How to calculate median, variance and correlation on two-dimensional random variable.

Question

Two random variables, X and Y, have the joint density function:

$$f(x, y) = \begin{cases} 2 & 0 < x \le y < 1 \\ 0 & ioc\end{cases}$$

Calculate the correlation coefficient between X and Y.

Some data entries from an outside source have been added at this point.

use std::fs::File;
use std::io::Read;
use std::path::Path;

use anyhow::{Context, Result};
use base64::engine::general_purpose::STANDARD as BASE64;
use base64::Engine;
use regex::Regex;
use serde::Deserialize;
use sha1::{Digest, Sha1};

pub const DIGEST_PREFIX: &str = "sha256:";

/// Split an image reference into registry, repository path and tag.
///
/// The segment before the first `/` is only treated as a registry when it
/// contains a `.` or `:`, or equals `localhost`; anything else is part of the
/// repository path (`busybox` and `library/busybox` have no registry). Inside
/// the remainder, the first `:` or `@` (whichever comes first) terminates the
/// repository and starts the tag.
pub fn split_ref(reference: &str) -> (&str, &str, &str) {
    let (reg, mut repo) = match reference.find('/') {
        Some(ix) => {
            let head = &reference[..ix];
            if head.contains('.') || head.contains(':') || head == "localhost" {
                (head, &reference[ix + 1..])
            } else {
                ("", reference)
            }
        }
        None => ("", reference),
    };

    // a registry port would sit left of the first slash, so any ':' found in
    // repo at this point belongs to the tag
    let ix_colon = repo.find(':');
    let ix_at = repo.find('@');

    let ix = match (ix_colon, ix_at) {
        (Some(c), Some(a)) => Some(c.min(a)),
        (Some(c), None) => Some(c),
        (None, Some(a)) => Some(a),
        (None, None) => None,
    };

    let mut tag = "";
    if let Some(ix) = ix {
        tag = &repo[ix + 1..];
        repo = &repo[..ix];
    }

    (reg, repo, tag)
}

/// Split a tag into its name and digest parts. A lone `sha256:...` is
/// classified as digest, anything else as name.
pub fn split_tag(tag: &str) -> (&str, &str) {
    let tag = tag.strip_prefix(':').unwrap_or(tag);
    if tag.is_empty() {
        return ("", "");
    }
    match tag.split_once('@') {
        Some((name, digest)) => (name, digest),
        None => {
            if is_digest(tag) {
                ("", tag)
            } else {
                (tag, "")
            }
        }
    }
}

/// Whether tag has or is a name.
pub fn has_name(tag: &str) -> bool {
    !split_tag(tag).0.is_empty()
}

/// Whether tag has or is a digest.
pub fn has_digest(tag: &str) -> bool {
    !split_tag(tag).1.is_empty()
}

/// Whether d is a digest string. This only checks for the `sha256:` prefix,
/// so malformed digests surface as errors downstream instead of costing a
/// regex match on every well-formed one.
pub fn is_digest(d: &str) -> bool {
    d.starts_with(DIGEST_PREFIX)
}

pub fn join_tag(name: &str, digest: &str) -> String {
    if digest.is_empty() {
        return name.to_string();
    }
    if name.is_empty() {
        return digest.to_string();
    }
    format!("{}@{}", name, digest)
}

/// Join ref with tag, inserting `:` or `@` depending on whether tag contains
/// a name part or is purely a digest.
pub fn join_ref_and_tag(reference: &str, tag: &str) -> String {
    if has_name(tag) {
        format!("{}:{}", reference, tag)
    } else {
        format!("{}@{}", reference, tag)
    }
}

/// Join the source and target ref for a sync action each with tag: if tag
/// contains a digest, the source is joined with only the digest and the
/// target with the name part if present (some relays reject combined
/// name+digest references, and some registries reject push-by-digest).
/// Otherwise both sides are joined with the tag name.
pub fn join_refs_and_tag(src_ref: &str, trgt_ref: &str, tag: &str) -> (String, String) {
    let (name, digest) = split_tag(tag);
    if !digest.is_empty() {
        let src = format!("{}@{}", src_ref, digest);
        let trgt = if !name.is_empty() {
            format!("{}:{}", trgt_ref, name)
        } else {
            format!("{}@{}", trgt_ref, digest)
        };
        (src, trgt)
    } else {
        (
            format!("{}:{}", src_ref, name),
            format!("{}:{}", trgt_ref, name),
        )
    }
}

/// Split a platform string `os[/arch[/variant]]` into its components.
pub fn split_platform(p: &str) -> (&str, &str, &str) {
    let (os, rest) = match p.find('/') {
        Some(ix) => (&p[..ix], &p[ix + 1..]),
        None => (p, ""),
    };
    let (arch, variant) = match rest.find('/') {
        Some(ix) => (&rest[..ix], &rest[ix + 1..]),
        None => (rest, ""),
    };
    (os, arch, variant)
}

/// Compile a regular expression, anchoring it to match complete lines when
/// `line_match` is set.
pub fn compile_regex(v: &str, line_match: bool) -> Result<Regex> {
    let mut v = v.to_string();
    if line_match {
        if !v.starts_with('^') {
            v = format!("^{}", v);
        }
        if !v.ends_with('$') {
            v = format!("{}$", v);
        }
    }
    Regex::new(&v).with_context(|| format!("invalid regular expression '{}'", v))
}

/// A line-anchored regex matcher with optional inversion (leading `!`).
#[derive(Debug, Clone)]
pub struct Matcher {
    expr: Regex,
    inverted: bool,
}

impl Matcher {
    pub fn new(r: &str) -> Result<Self> {
        let mut r = r.trim();
        let inverted = r.starts_with('!');
        if inverted {
            r = &r[1..];
        }
        Ok(Self {
            expr: compile_regex(r, true)?,
            inverted,
        })
    }

    pub fn matches(&self, s: &str) -> bool {
        if self.inverted {
            !self.expr.is_match(s)
        } else {
            self.expr.is_match(s)
        }
    }
}

#[derive(Deserialize)]
struct JsonCreds {
    #[serde(rename = "username", default)]
    user: String,
    #[serde(rename = "password", default)]
    pass: String,
}

/// Decode a base64 JSON auth blob (`{"username","password"}`) into the
/// `user:password` form expected by external copy tools. Returns an empty
/// string when the input is empty or cannot be decoded.
pub fn decode_json_auth(auth_base64: &str) -> String {
    if auth_base64.is_empty() {
        return String::new();
    }

    let decoded = match BASE64.decode(auth_base64) {
        Ok(d) => d,
        Err(e) => {
            tracing::error!("cannot decode auth: {}", e);
            return String::new();
        }
    };

    match serde_json::from_slice::<JsonCreds>(&decoded) {
        Ok(creds) => format!("{}:{}", creds.user, creds.pass),
        Err(e) => {
            tracing::error!("cannot unmarshal auth: {}", e);
            String::new()
        }
    }
}

/// SHA-1 digest of a file's content.
pub fn compute_sha1(file: &Path) -> Result<Vec<u8>> {
    let mut f = File::open(file)
        .with_context(|| format!("cannot open '{}' for hashing", file.display()))?;
    let mut hasher = Sha1::new();
    let mut buf = [0u8; 8192];
    loop {
        let n = f.read(&mut buf)?;
        if n == 0 {
            break;
        }
        hasher.update(&buf[..n]);
    }
    Ok(hasher.finalize().to_vec())
}

#[cfg(test)]
mod tests {
    use super::*;

    #[test]
    fn test_split_ref() {
        assert_eq!(split_ref("busybox"), ("", "busybox", ""));
        assert_eq!(split_ref("library/busybox"), ("", "library/busybox", ""));
        assert_eq!(
            split_ref("docker.io/library/busybox"),
            ("docker.io", "library/busybox", "")
        );
        assert_eq!(
            split_ref("docker.io/library/busybox:1.31"),
            ("docker.io", "library/busybox", "1.31")
        );
        assert_eq!(
            split_ref("localhost/test/image:latest"),
            ("localhost", "test/image", "latest")
        );
        assert_eq!(
            split_ref("registry:5000/test/image"),
            ("registry:5000", "test/image", "")
        );
        assert_eq!(
            split_ref("registry:5000/test/image:latest"),
            ("registry:5000", "test/image", "latest")
        );
    }

    #[test]
    fn test_split_ref_with_digest() {
        let d = "sha256:f271e74b17ced29b915d351685fd4644785c6d1559dd1f2d4189a5e851ef753a";
        let by_digest = format!("docker.io/library/alpine@{}", d);
        let (reg, repo, tag) = split_ref(&by_digest);
        assert_eq!(reg, "docker.io");
        assert_eq!(repo, "library/alpine");
        assert_eq!(tag, d);

        // with both tag and digest, the tag part starts at the first ':'
        let by_both = format!("docker.io/library/alpine:3.17@{}", d);
        let (_, repo, tag) = split_ref(&by_both);
        assert_eq!(repo, "library/alpine");
        assert_eq!(tag, format!("3.17@{}", d));
    }

    #[test]
    fn test_split_tag() {
        let d = "sha256:f271e74b17ced29b915d351685fd4644785c6d1559dd1f2d4189a5e851ef753a";
        assert_eq!(split_tag(""), ("", ""));
        assert_eq!(split_tag("latest"), ("latest", ""));
        assert_eq!(split_tag(d), ("", d));
        let both = format!("3.17@{}", d);
        assert_eq!(split_tag(&both), ("3.17", d));
    }

    #[test]
    fn test_join_tag_roundtrip() {
        let d = "sha256:f271e74b17ced29b915d351685fd4644785c6d1559dd1f2d4189a5e851ef753a";
        for (name, digest) in [("3.17", d), ("3.17", ""), ("", d)] {
            let joined = join_tag(name, digest);
            assert_eq!(split_tag(&joined), (name, digest));
        }
    }

    #[test]
    fn test_join_refs_and_tag() {
        let d = "sha256:f271e74b17ced29b915d351685fd4644785c6d1559dd1f2d4189a5e851ef753a";
        let src_ref = "docker.io/library/alpine";
        let trgt_ref = "registry.example.com/mirror/alpine";

        // name only: both sides get the name
        let (s, t) = join_refs_and_tag(src_ref, trgt_ref, "3.17");
        assert_eq!(s, format!("{}:3.17", src_ref));
        assert_eq!(t, format!("{}:3.17", trgt_ref));

        // digest only: both sides get the digest
        let (s, t) = join_refs_and_tag(src_ref, trgt_ref, d);
        assert_eq!(s, format!("{}@{}", src_ref, d));
        assert_eq!(t, format!("{}@{}", trgt_ref, d));

        // both: source pulls by digest, target pushes by name
        let (s, t) = join_refs_and_tag(src_ref, trgt_ref, &join_tag("3.17", d));
        assert_eq!(s, format!("{}@{}", src_ref, d));
        assert_eq!(t, format!("{}:3.17", trgt_ref));
    }

    #[test]
    fn test_split_platform() {
        assert_eq!(split_platform("linux"), ("linux", "", ""));
        assert_eq!(split_platform("linux/arm64"), ("linux", "arm64", ""));
        assert_eq!(split_platform("linux/arm/v7"), ("linux", "arm", "v7"));
    }

    #[test]
    fn test_matcher() {
        let m = Matcher::new("1\\.26\\.1.*").unwrap();
        assert!(m.matches("1.26.1-musl"));
        assert!(!m.matches("x1.26.1")); // anchored
        let inv = Matcher::new("!.*musl.*").unwrap();
        assert!(!inv.matches("1.26.1-musl"));
        assert!(inv.matches("1.26.1-uclibc"));
    }

    #[test]
    fn test_decode_json_auth() {
        let auth = BASE64.encode(r#"{"username": "johndoe", "password": "secret"}"#);
        assert_eq!(decode_json_auth(&auth), "johndoe:secret");
        assert_eq!(decode_json_auth(""), "");
        assert_eq!(decode_json_auth("not base64!!"), "");
    }
}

I am pretty much stuck because y is an upper limit for x, and x is a bottom limit for y; so calculating medians and such is proving too hard for me. I'd appreciate it if anyone could lend me a hand and teach me how to solve this.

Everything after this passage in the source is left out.